## Instructions to follow:
Where the data below has the string "usize", return the whole line.

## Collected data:
= = = =

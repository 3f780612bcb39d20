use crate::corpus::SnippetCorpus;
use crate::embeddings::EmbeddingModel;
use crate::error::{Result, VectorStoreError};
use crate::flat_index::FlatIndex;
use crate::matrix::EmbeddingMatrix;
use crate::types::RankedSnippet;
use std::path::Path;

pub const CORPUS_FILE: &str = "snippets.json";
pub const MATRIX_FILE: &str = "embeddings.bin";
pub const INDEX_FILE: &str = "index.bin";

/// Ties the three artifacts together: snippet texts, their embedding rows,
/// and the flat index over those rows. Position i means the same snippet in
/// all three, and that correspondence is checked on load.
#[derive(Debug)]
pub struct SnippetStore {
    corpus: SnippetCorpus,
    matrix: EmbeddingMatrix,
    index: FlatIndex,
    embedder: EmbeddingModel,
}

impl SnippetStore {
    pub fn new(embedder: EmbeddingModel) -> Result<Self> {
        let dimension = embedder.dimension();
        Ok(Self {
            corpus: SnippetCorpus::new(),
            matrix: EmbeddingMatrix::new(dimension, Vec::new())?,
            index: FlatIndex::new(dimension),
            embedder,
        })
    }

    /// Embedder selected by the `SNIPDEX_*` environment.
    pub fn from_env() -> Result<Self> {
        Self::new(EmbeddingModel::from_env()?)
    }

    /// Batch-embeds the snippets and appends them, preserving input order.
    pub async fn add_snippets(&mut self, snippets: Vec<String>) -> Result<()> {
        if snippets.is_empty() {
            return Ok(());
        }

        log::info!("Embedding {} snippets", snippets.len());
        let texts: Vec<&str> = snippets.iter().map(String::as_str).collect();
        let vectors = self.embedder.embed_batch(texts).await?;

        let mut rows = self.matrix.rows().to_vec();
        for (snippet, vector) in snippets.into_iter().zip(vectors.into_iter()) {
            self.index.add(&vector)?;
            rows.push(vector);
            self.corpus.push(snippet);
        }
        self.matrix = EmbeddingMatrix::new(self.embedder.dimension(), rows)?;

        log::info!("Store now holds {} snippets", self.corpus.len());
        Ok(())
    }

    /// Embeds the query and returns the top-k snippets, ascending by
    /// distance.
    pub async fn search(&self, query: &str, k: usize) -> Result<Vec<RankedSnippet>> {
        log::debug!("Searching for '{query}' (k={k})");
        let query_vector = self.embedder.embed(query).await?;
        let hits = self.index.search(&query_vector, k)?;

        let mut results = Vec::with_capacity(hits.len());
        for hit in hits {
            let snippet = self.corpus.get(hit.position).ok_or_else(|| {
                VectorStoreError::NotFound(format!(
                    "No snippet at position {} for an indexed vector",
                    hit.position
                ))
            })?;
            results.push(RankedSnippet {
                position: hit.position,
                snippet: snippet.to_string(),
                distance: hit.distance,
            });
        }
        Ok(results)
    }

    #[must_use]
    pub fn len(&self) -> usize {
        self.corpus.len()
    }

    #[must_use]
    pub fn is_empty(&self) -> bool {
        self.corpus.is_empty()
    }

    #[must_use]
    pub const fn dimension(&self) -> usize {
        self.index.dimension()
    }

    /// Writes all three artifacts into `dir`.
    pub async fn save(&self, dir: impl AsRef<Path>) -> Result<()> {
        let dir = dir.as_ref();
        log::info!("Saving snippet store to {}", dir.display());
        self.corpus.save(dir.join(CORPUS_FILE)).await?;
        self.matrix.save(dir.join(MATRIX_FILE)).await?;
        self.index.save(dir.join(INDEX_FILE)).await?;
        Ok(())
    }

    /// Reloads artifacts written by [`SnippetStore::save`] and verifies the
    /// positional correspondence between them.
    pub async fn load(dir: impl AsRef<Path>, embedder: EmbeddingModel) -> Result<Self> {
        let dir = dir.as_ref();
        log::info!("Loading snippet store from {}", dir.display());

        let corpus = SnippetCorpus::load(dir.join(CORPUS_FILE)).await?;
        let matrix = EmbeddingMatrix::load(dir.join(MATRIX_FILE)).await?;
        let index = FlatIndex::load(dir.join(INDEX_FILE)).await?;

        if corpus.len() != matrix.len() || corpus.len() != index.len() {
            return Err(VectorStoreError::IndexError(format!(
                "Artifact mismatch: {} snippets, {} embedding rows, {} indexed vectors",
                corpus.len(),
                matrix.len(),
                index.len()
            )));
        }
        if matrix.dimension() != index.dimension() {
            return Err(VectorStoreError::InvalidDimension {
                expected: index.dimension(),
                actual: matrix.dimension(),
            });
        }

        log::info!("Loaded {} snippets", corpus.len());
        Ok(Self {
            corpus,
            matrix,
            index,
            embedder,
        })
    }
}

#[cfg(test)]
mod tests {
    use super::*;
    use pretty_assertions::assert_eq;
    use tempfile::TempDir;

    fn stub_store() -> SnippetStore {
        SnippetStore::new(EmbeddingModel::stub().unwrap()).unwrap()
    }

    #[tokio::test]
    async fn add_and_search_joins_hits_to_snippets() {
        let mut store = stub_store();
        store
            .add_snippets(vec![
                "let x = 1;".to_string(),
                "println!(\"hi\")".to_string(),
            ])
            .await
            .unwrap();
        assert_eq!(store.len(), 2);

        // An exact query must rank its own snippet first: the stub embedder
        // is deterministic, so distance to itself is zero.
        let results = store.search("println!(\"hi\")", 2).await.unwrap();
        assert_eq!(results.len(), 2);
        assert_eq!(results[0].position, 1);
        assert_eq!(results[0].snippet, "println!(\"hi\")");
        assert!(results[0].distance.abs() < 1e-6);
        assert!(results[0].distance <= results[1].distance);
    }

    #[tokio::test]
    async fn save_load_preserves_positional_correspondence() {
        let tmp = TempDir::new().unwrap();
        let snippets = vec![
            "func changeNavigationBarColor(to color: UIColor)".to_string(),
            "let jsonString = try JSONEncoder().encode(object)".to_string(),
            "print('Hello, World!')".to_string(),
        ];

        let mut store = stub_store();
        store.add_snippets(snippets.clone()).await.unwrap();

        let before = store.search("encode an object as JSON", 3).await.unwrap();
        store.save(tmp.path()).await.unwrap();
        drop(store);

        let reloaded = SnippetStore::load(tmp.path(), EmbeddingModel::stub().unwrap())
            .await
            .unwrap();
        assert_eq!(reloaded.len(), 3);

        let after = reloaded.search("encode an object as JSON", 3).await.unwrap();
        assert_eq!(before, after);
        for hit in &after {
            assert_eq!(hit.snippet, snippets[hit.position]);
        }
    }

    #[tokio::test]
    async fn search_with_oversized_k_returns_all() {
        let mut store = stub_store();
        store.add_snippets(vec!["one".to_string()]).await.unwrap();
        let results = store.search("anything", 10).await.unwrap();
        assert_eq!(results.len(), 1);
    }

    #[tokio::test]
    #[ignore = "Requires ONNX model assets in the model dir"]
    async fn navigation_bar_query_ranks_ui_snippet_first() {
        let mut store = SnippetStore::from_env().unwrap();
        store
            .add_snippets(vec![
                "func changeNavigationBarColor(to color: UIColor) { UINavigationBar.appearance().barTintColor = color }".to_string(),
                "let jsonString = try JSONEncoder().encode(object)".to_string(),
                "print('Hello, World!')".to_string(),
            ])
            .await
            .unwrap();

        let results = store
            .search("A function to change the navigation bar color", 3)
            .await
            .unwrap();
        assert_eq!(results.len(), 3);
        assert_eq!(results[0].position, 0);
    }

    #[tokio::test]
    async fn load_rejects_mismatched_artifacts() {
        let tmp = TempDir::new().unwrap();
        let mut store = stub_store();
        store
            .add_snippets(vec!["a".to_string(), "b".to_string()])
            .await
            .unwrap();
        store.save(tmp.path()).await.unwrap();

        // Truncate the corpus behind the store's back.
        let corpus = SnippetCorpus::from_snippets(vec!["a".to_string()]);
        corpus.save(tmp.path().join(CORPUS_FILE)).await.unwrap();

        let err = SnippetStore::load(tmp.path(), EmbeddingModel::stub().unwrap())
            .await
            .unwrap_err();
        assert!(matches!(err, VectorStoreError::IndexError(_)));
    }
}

= = = =

## Response area:
    pub async fn search(&self, query: &str, k: usize) -> Result<Vec<RankedSnippet>> {
    pub fn len(&self) -> usize {
    pub const fn dimension(&self) -> usize {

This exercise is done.